The effects of modulating Ca²⁺‐induced Ca²⁺ release (CICR) in single cardiac myocytes were investigated using low concentrations of caffeine (< 500 μm) in reduced external Ca²⁺ (0.5 mm). Caffeine produced a transient potentiation of systolic [Ca²⁺]_i (to 800 % of control) which decayed back to control levels.

Caffeine decreased the steady‐state sarcoplasmic reticulum (SR) Ca²⁺ content. As the concentration of caffeine was increased, both the potentiation of the systolic Ca²⁺ transient and the decrease in SR Ca²⁺ content were increased. At higher concentrations, the potentiating effect decayed more rapidly but the rate of recovery on removal of caffeine was unaffected.

A simple model in which caffeine produces a fixed increase in the fraction of SR Ca²⁺ which is released could account qualitatively but not quantitatively for the above results.

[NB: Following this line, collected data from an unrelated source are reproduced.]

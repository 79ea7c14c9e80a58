use crate::error::ShardError;
use crate::value::Value;
use sqlparser::ast::{Expr, Ident, SetExpr, Statement, Value as AstValue};

/// Statement kind recognized by the router.
#[derive(Debug, Clone, Copy, PartialEq, Eq)]
pub enum QueryKind {
    Select,
    Insert,
    Update,
    Delete,
    CreateTable,
    Drop,
    Truncate,
    Show,
}

impl QueryKind {
    /// Whether statements of this kind mutate backend state (and therefore
    /// land in the transaction write log).
    pub fn is_write(&self) -> bool {
        !matches!(self, QueryKind::Select | QueryKind::Show)
    }
}

/// Common fields of every parsed statement.
///
/// `text` is the normalized statement with `?` placeholders, which is what
/// reaches the backend for everything except INSERT (INSERT re-serializes
/// the syntax tree after value providers fire). The syntax tree carries the
/// renumbered `:vN` placeholder form used for shard-key analysis.
#[derive(Debug, Clone)]
pub struct QueryBase {
    pub text: String,
    pub args: Vec<Value>,
    pub kind: QueryKind,
    pub table: String,
    /// Resolved shard-key identifier; `None` until resolved.
    pub shard_key: Option<i64>,
    /// 1-based argument index of the shard-key placeholder, 0 when the key
    /// was not bound through a placeholder.
    pub shard_key_placeholder: usize,
    pub(crate) statement: Statement,
}

impl QueryBase {
    pub fn statement(&self) -> &Statement {
        &self.statement
    }
}

/// Deferred producer of the literal emitted for one INSERT column.
#[derive(Debug, Clone, PartialEq)]
pub enum ValueProvider {
    /// Emit the sequencer-assigned id as a numeric literal.
    SequencerId,
    /// Emit the bound argument converted to a SQL literal.
    Bound(Value),
}

/// A parsed INSERT with per-column value providers.
#[derive(Debug, Clone)]
pub struct InsertQuery {
    pub base: QueryBase,
    pub columns: Vec<String>,
    /// Parallel to `columns`; `None` keeps the literal already present in
    /// the statement.
    pub(crate) providers: Vec<Option<ValueProvider>>,
    /// Sequencer-assigned id, set by the executor before serialization.
    pub next_sequence_id: Option<i64>,
}

impl InsertQuery {
    /// Whether a sequencer allocation is still required. An explicit id in
    /// the shard column (the replay path) suppresses allocation.
    pub fn needs_sequencer(&self) -> bool {
        self.providers
            .iter()
            .any(|p| matches!(p, Some(ValueProvider::SequencerId)))
    }

    pub fn set_next_sequence_id(&mut self, id: i64) {
        self.next_sequence_id = Some(id);
    }

    /// Force an explicit id for `column`, replacing its existing value when
    /// the column is present or prepending the column when it is not.
    /// Replay uses this to reproduce the original row.
    pub fn set_assigned_id(&mut self, column: &str, id: i64) -> Result<(), ShardError> {
        if let Some(idx) = self.columns.iter().position(|c| c == column) {
            self.providers[idx] = Some(ValueProvider::Bound(Value::Int(id)));
            return Ok(());
        }

        let Statement::Insert(ins) = &mut self.base.statement else {
            return Err(ShardError::unsupported("not an INSERT statement"));
        };
        let row = values_row_mut(ins)?;
        row.insert(0, Expr::Value(AstValue::Null));
        ins.columns.insert(0, Ident::new(column));
        self.columns.insert(0, column.to_string());
        self.providers
            .insert(0, Some(ValueProvider::Bound(Value::Int(id))));
        Ok(())
    }

    /// Re-serialize the syntax tree with every value provider applied. This
    /// is the text actually dispatched to the backend.
    pub fn to_sql(&self) -> Result<String, ShardError> {
        let mut statement = self.base.statement.clone();
        let Statement::Insert(ins) = &mut statement else {
            return Err(ShardError::unsupported("not an INSERT statement"));
        };
        let row = values_row_mut(ins)?;
        if row.len() != self.providers.len() {
            return Err(ShardError::unsupported(
                "INSERT column list and value list differ in length",
            ));
        }
        for (slot, provider) in row.iter_mut().zip(&self.providers) {
            match provider {
                None => {}
                Some(ValueProvider::SequencerId) => {
                    let id = self.next_sequence_id.ok_or_else(|| {
                        ShardError::backend("sequencer id was not allocated before dispatch")
                    })?;
                    *slot = Expr::Value(AstValue::Number(id.to_string(), false));
                }
                Some(ValueProvider::Bound(value)) => {
                    *slot = value_to_expr(value);
                }
            }
        }
        Ok(statement.to_string())
    }

    /// Final literal of each column, for count-query synthesis. Columns
    /// whose statement literal is kept verbatim resolve through `args`.
    pub(crate) fn column_literals(&self) -> Result<Vec<(String, String)>, ShardError> {
        let Statement::Insert(ins) = &self.base.statement else {
            return Err(ShardError::unsupported("not an INSERT statement"));
        };
        let row = values_row(ins)?;
        let mut pairs = Vec::with_capacity(self.columns.len());
        for (i, column) in self.columns.iter().enumerate() {
            let literal = match &self.providers[i] {
                Some(ValueProvider::SequencerId) => self
                    .next_sequence_id
                    .ok_or_else(|| {
                        ShardError::backend("sequencer id was not allocated before dispatch")
                    })?
                    .to_string(),
                Some(ValueProvider::Bound(value)) => value.to_literal(),
                None => crate::parser::expr_literal(&row[i], &self.base.args)?,
            };
            pairs.push((column.clone(), literal));
        }
        Ok(pairs)
    }
}

/// A parsed DELETE with its routing flags.
#[derive(Debug, Clone)]
pub struct DeleteQuery {
    pub base: QueryBase,
    /// No WHERE/ORDER/LIMIT and no shard key: broadcast to every shard.
    pub is_delete_table: bool,
    /// Some WHERE/ORDER/LIMIT but no shard key: deliberately unimplemented.
    pub is_all_shards_delete: bool,
}

/// A statement parsed and classified by the router.
#[derive(Debug, Clone)]
pub enum ParsedQuery {
    Insert(InsertQuery),
    Delete(DeleteQuery),
    Other(QueryBase),
}

impl ParsedQuery {
    pub fn base(&self) -> &QueryBase {
        match self {
            ParsedQuery::Insert(q) => &q.base,
            ParsedQuery::Delete(q) => &q.base,
            ParsedQuery::Other(q) => q,
        }
    }

    pub fn base_mut(&mut self) -> &mut QueryBase {
        match self {
            ParsedQuery::Insert(q) => &mut q.base,
            ParsedQuery::Delete(q) => &mut q.base,
            ParsedQuery::Other(q) => q,
        }
    }

    pub fn kind(&self) -> QueryKind {
        self.base().kind
    }

    pub fn table(&self) -> &str {
        &self.base().table
    }

    pub fn shard_key(&self) -> Option<i64> {
        self.base().shard_key
    }
}

/// Convert a bound value into a syntax-tree literal. Booleans become `1`/`0`
/// and timestamps the `YYYY-MM-DD HH:MM:SS` form, matching the literal
/// rendering rules of the INSERT value providers.
pub(crate) fn value_to_expr(value: &Value) -> Expr {
    match value {
        Value::Null => Expr::Value(AstValue::Null),
        Value::Bool(b) => Expr::Value(AstValue::Number(
            if *b { "1" } else { "0" }.to_string(),
            false,
        )),
        Value::Int(i) => Expr::Value(AstValue::Number(i.to_string(), false)),
        Value::UInt(u) => Expr::Value(AstValue::Number(u.to_string(), false)),
        Value::Float(f) => Expr::Value(AstValue::Number(f.to_string(), false)),
        Value::Text(s) => Expr::Value(AstValue::SingleQuotedString(s.clone())),
        Value::Bytes(b) => Expr::Value(AstValue::SingleQuotedString(
            String::from_utf8_lossy(b).into_owned(),
        )),
        Value::DateTime(dt) => Expr::Value(AstValue::SingleQuotedString(
            dt.format("%Y-%m-%d %H:%M:%S").to_string(),
        )),
    }
}

fn values_row(ins: &sqlparser::ast::Insert) -> Result<&Vec<Expr>, ShardError> {
    let source = ins
        .source
        .as_ref()
        .ok_or_else(|| ShardError::unsupported("INSERT without a VALUES clause"))?;
    let SetExpr::Values(values) = source.body.as_ref() else {
        return Err(ShardError::unsupported("INSERT source is not a VALUES list"));
    };
    match values.rows.len() {
        1 => Ok(&values.rows[0]),
        _ => Err(ShardError::unsupported(
            "multi-row INSERT is not supported",
        )),
    }
}

fn values_row_mut(ins: &mut sqlparser::ast::Insert) -> Result<&mut Vec<Expr>, ShardError> {
    let source = ins
        .source
        .as_mut()
        .ok_or_else(|| ShardError::unsupported("INSERT without a VALUES clause"))?;
    let SetExpr::Values(values) = source.body.as_mut() else {
        return Err(ShardError::unsupported("INSERT source is not a VALUES list"));
    };
    match values.rows.len() {
        1 => Ok(&mut values.rows[0]),
        _ => Err(ShardError::unsupported(
            "multi-row INSERT is not supported",
        )),
    }
}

The changes in total [Ca²⁺] during systole were obtained using measurements of the intracellular Ca²⁺ buffering power. Caffeine initially increased the fractional release of SR Ca²⁺. This was followed by a decrease to a level greater than that under control conditions. The fraction of systolic Ca²⁺ which was pumped out of the cell increased abruptly upon caffeine application but then recovered back to control levels. The increase in fractional loss is due to the fact that, as the cytoplasmic buffers become saturated, a given increase in systolic total[Ca²⁺] produces a larger increase in free [Ca²⁺] and thence of Ca²⁺ efflux.

These results confirm that modulation of the ryanodine receptor has no maintained effect on systolic Ca²⁺ and show the interdependence of SR Ca²⁺ content, cytoplasmic Ca²⁺ buffering and sarcolemmal Ca²⁺ fluxes. Such analysis is important for understanding the cellular basis of inotropic interventions in cardiac muscle.